Bulging discs can and do heal but it can take over a year.
once you get the mri i think you really should see a physical therapist.even if you only go for a couple of visits ,being as you do not have insurance.
A PT can show you what exersizes you can do at home.stretching daily is a must and can make a very big difference.
from my own experience, and i have many bulging and torn discs along with other lumbar problems,i can tell you that after a few months of strenghtening the pain became much more managable and was so for over 2 years until recently.
surgery is not necesarrily a cure all and a broad range of conservative treatments should always be tried for atleast 6 months as long as there is no serious nerve compression which may require surgical intervention and even then you should get more than 1 opinion.
good luck and once you know exactly what is wrong the internet is a great place to find all the info you need to make a decision.
When you are in pain it seems like you have very few options and its easy to get discouraged so managing the pain is important.If medication helps with the pain and there is no risk in putting off surgery you may get better in time.
Get the MRI and take it from there. However, you do have the right to refuse treatment, from any Dr., at any time! Another thing to think about is this - there is also a chance of permanent damage, called Arachnoiditis, from Epidural Steroid Injections, and I am living proof of such!!!! I had 4 of these injections in 2001 and went from being in pain, to RELENTLESS, AGONIZING, SUICIDAL pain....all thanks to those injections!!!
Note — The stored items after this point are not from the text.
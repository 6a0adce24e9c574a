//! Resource Store — accepts uploaded attachments, ties them to catalog records,
//! and keeps the résumé a singleton while projects accumulate.
//!
//! Résumé replacement is stage-then-swap: the new blob is written first, the
//! catalog swaps rows in one transaction, and only then are the displaced blobs
//! removed. A failed upload therefore never leaves the site without a résumé.

pub mod handlers;
pub mod upload;

use std::sync::Arc;

use bytes::Bytes;
use chrono::Utc;
use serde::Deserialize;
use tracing::{error, info, warn};

use crate::blob::{generate_storage_key, public_path, BlobError, BlobStore, StoredBlob};
use crate::catalog::Catalog;
use crate::errors::AppError;
use crate::models::{NewProject, NewResume, ProjectRecord, ResumeRecord};

/// A file received in a multipart request.
#[derive(Debug, Clone)]
pub struct Upload {
    pub file_name: String,
    pub bytes: Bytes,
}

impl Upload {
    /// Browsers submit an empty, unnamed part when a file input is left blank.
    pub fn is_blank(&self) -> bool {
        self.file_name.is_empty() && self.bytes.is_empty()
    }
}

/// Free-text project fields. No format validation is applied.
#[derive(Debug, Clone, Default, Deserialize)]
#[serde(rename_all = "camelCase", default)]
pub struct ProjectFields {
    pub title: String,
    pub description: String,
    pub github_link: String,
    pub live_link: String,
}

#[derive(Clone)]
pub struct ResourceStore {
    catalog: Arc<dyn Catalog>,
    blobs: Arc<dyn BlobStore>,
}

impl ResourceStore {
    pub fn new(catalog: Arc<dyn Catalog>, blobs: Arc<dyn BlobStore>) -> Self {
        Self { catalog, blobs }
    }

    pub async fn submit_project(
        &self,
        fields: ProjectFields,
        image: Option<Upload>,
    ) -> Result<ProjectRecord, AppError> {
        let image_key = match image.filter(|u| !u.is_blank()) {
            Some(upload) => Some(self.store_upload(upload).await?),
            None => None,
        };

        let project = NewProject {
            title: fields.title,
            description: fields.description,
            github_link: fields.github_link,
            live_link: fields.live_link,
            image: image_key.as_deref().map(public_path).unwrap_or_default(),
        };

        match self.catalog.insert_project(project).await {
            Ok(record) => {
                info!("Inserted project {} ({:?})", record.id, record.title);
                Ok(record)
            }
            Err(e) => {
                if let Some(key) = image_key {
                    self.discard(&key).await;
                }
                Err(e.into())
            }
        }
    }

    pub async fn list_projects(&self) -> Result<Vec<ProjectRecord>, AppError> {
        Ok(self.catalog.list_projects().await?)
    }

    pub async fn submit_resume(&self, upload: Option<Upload>) -> Result<ResumeRecord, AppError> {
        let upload = upload
            .filter(|u| !u.is_blank())
            .ok_or(AppError::MissingAttachment)?;

        let file_name = if upload.file_name.is_empty() {
            "resume".to_string()
        } else {
            upload.file_name.clone()
        };
        let key = self.store_upload(upload).await?;

        let resume = NewResume {
            file_name,
            file_path: public_path(&key),
            storage_key: key.clone(),
            uploaded_at: Utc::now(),
        };

        let swap = match self.catalog.replace_resume(resume).await {
            Ok(swap) => swap,
            Err(e) => {
                self.discard(&key).await;
                return Err(e.into());
            }
        };

        for old in &swap.retired {
            self.retire_blob(&old.storage_key).await;
        }
        info!(
            "Installed resume {} ({}), retired {} previous row(s)",
            swap.record.id,
            swap.record.storage_key,
            swap.retired.len()
        );

        Ok(swap.record)
    }

    pub async fn latest_resume(&self) -> Result<ResumeRecord, AppError> {
        self.catalog
            .latest_resume()
            .await?
            .ok_or_else(|| AppError::NotFound("No resume found".to_string()))
    }

    /// Reads a stored blob for public serving. Unknown or malformed keys are `NotFound`.
    pub async fn open_blob(&self, key: &str) -> Result<StoredBlob, AppError> {
        match self.blobs.get(key).await {
            Ok(blob) => Ok(blob),
            Err(BlobError::NotFound(_) | BlobError::InvalidKey(_)) => {
                Err(AppError::NotFound("File not found".to_string()))
            }
            Err(e) => Err(e.into()),
        }
    }

    async fn store_upload(&self, upload: Upload) -> Result<String, BlobError> {
        let key = generate_storage_key(&upload.file_name);
        let size = upload.bytes.len();
        self.blobs.put(&key, upload.bytes).await?;
        info!(
            "Stored {size} byte upload {:?} as {key} ({})",
            upload.file_name,
            self.blobs.backend()
        );
        Ok(key)
    }

    /// Removes a blob displaced by a newer résumé. Failures are logged, never raised:
    /// the new résumé is already live by the time this runs.
    async fn retire_blob(&self, key: &str) {
        match self.blobs.delete(key).await {
            Ok(()) => info!("Retired blob {key}"),
            Err(BlobError::NotFound(_)) => warn!("Retired blob {key} was already gone"),
            Err(e) => error!("Failed to remove retired blob {key}: {e}"),
        }
    }

    /// Best-effort cleanup of a blob whose catalog write failed.
    async fn discard(&self, key: &str) {
        if let Err(e) = self.blobs.delete(key).await {
            warn!("Could not discard orphaned blob {key}: {e}");
        }
    }
}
This is "just a risk", and doesn't happen to everyone getting them, but even the maker of 'Depo-Medrol' - the steroid drug most commonly used in these injections - has included in the package insert the warnings that injecting this drug into the spinal canal can cause "Severe Medical Events". And, Arachnoidits is also now listed on this in package information as possible side effects from intrathecal injections!! Sad thing is, the patient, and general public, NEVER sees the package insert on medications..........especially injectable drugs!!! You can read the entire package insert for Depo Medrol yourself by going to Pfizer's website, the maker of the drug, and typing in it's name.
There are MANY people helped by these injections, no doubt!!! However, I think it's only fair that people be TOLD of the risks before they make up their minds!!! Also, be SURE your Dr. doesn't just simply inject you, as he/she would with any other shot. These types of injections should ONLY be done underneath the aide of a Fluroscope - a 'live', running, x-ray, to guide them as to where the needle and medication is going. You should also be taken to a Recovery Room and be monitored after the injection. ANY THING short of this type of care is NOT acceptable!!! ASK QUESTIONS before you agree to go this route!!!!!